E o dano foi maior porque a falta de cultura geral induz a acreditar que tudo o que está escrito em algum lugar deve ter, ao menos, um fundo de verdade.
Então, inundados de caos, nos sentimos cercados de absurdos teóricos ungidos da aparência de verdade absoluta, funcionando como azeite e vinagre para temperar a salada de argumentos ridículos a serviço de pretensões delirantes.
Quando tudo já parecia complicado demais, ainda tivemos que filtrar o viés do interesse econômico, reconhecido como mais eficiente triturador da imparcialidade.
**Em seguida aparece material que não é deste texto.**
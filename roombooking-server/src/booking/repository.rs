use crate::booking::model;
use crate::database::Connection;
use crate::database::error::DatabaseError;
use crate::types::uuid::Uuid;
use async_trait::async_trait;
use chrono::NaiveDate;
use static_assertions::assert_obj_safe;


#[async_trait]
pub trait BookingRepository: Send + Sync + 'static {
	async fn get(
		&self,
		connection: &mut dyn Connection,
		booking_uuid: Uuid,
	) -> Result<Option<model::Booking>, DatabaseError>;
	/// Every booking of every status, ordered by date and start time.
	async fn list_with_room_names(
		&self,
		connection: &mut dyn Connection,
	) -> Result<Vec<model::BookingWithRoomName>, DatabaseError>;
	async fn list_for_room_and_date(
		&self,
		connection: &mut dyn Connection,
		room_uuid: Uuid,
		date: NaiveDate,
	) -> Result<Vec<model::Booking>, DatabaseError>;
	async fn list_for_date(
		&self,
		connection: &mut dyn Connection,
		date: NaiveDate,
	) -> Result<Vec<model::Booking>, DatabaseError>;
	async fn create(
		&self,
		connection: &mut dyn Connection,
		booking: &model::NewBooking,
	) -> Result<model::Booking, DatabaseError>;
	/// Overwrites every mutable field, fails with [`DatabaseError::NotFound`] if the booking is gone.
	async fn update(
		&self,
		connection: &mut dyn Connection,
		booking: &model::Booking,
	) -> Result<model::Booking, DatabaseError>;
	/// Returns whether a booking was actually removed.
	async fn remove(&self, connection: &mut dyn Connection, booking_uuid: Uuid) -> Result<bool, DatabaseError>;
}

assert_obj_safe!(BookingRepository);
E então a espiral de loucura extrapolou, quando um pessoal com pálido verniz acadêmico se sentiu liberado para emitir pareceres científicos e, empolgados com a convocação da mídia e deslumbrados com a identidade reluzindo no rodapé do monitor, foram transformados agudamente em oráculos do conhecimento e soltaram o verbo, confiando, com justiça, que a imensidão dos ouvintes, do outro lado da telinha, sabia ainda menos.
A primeira e triste percepção foi de uma formação universitária deficiente, a ponto de, na segunda frase, deixar evidente que a curiosidade é importante, mas não suficiente para "ler" um artigo científico.
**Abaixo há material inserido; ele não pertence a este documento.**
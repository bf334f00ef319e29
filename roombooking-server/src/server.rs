use crate::context::ApplicationContext;
use axum::Router;
use tower_http::trace::TraceLayer;

pub mod rest_api;

pub async fn run_server(application_context: ApplicationContext) -> std::io::Result<()> {
	let address = application_context.configuration.address;
	axum_server::bind(address)
		.serve(create_router(application_context).into_make_service())
		.await
}

pub fn create_router(application_context: ApplicationContext) -> Router {
	Router::new()
		.nest("/api", rest_api::rest_api(application_context.clone()))
		.layer(TraceLayer::new_for_http())
		.with_state(application_context)
}
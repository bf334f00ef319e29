use crate::server::rest_api::error::ApiErrorResponse;
use axum::extract::rejection::{JsonRejection, QueryRejection};
use axum::http::StatusCode;

impl From<JsonRejection> for ApiErrorResponse {
	fn from(rejection: JsonRejection) -> Self {
		ApiErrorResponse::new("invalid-request-body", StatusCode::BAD_REQUEST, rejection.body_text())
	}
}

impl From<QueryRejection> for ApiErrorResponse {
	fn from(rejection: QueryRejection) -> Self {
		ApiErrorResponse::new("invalid-query", StatusCode::BAD_REQUEST, rejection.body_text())
	}
}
A crise sanitária, com a mortandade andando a galope, soprou as brasas da afoiteza, um dos obstáculos fatais para ciência mais elementar. A principal imposição da pandemia foi submeter a ciência à urgência, sendo essa a antítese da metodologia básica que exige coleta de dados, critérios de elegibilidade, pareamento de grupos, duplo cego, comparação de resultados, repetição em outro ambiente, espírito científico como sinônimo de isenção, além de um atributo que não se sabia tão raro: honestidade intelectual.
Como explicar a alguém que nunca trilhou esses caminhos que o principal objetivo da ciência é fugir da insegurança da probabilidade e da insensatez da paixão?
Se você não tinha noção desses fundamentos, não se puna exageradamente, apenas trate de proteger a sua autoestima e, em nome dela, cale-se.
Nem tudo é culpa sua. Mas nada justifica a sua adesão gratuita a um de dois grupelhos lamentáveis: o dos incautos, que por desinformação se associa ao clube dos inocentes úteis, ou o dos canalhas, que defendem o que não creem por interesses escusos.